The problem
Restate the data below word for word, leaving nothing out.

[Items listed in a dataset]
»»

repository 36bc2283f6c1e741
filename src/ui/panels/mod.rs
pub mod bottom;
pub mod central;
pub mod side;
pub mod top;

««

Answer for the task
repository 36bc2283f6c1e741
filename src/ui/panels/mod.rs
pub mod bottom;
pub mod central;
pub mod side;
pub mod top;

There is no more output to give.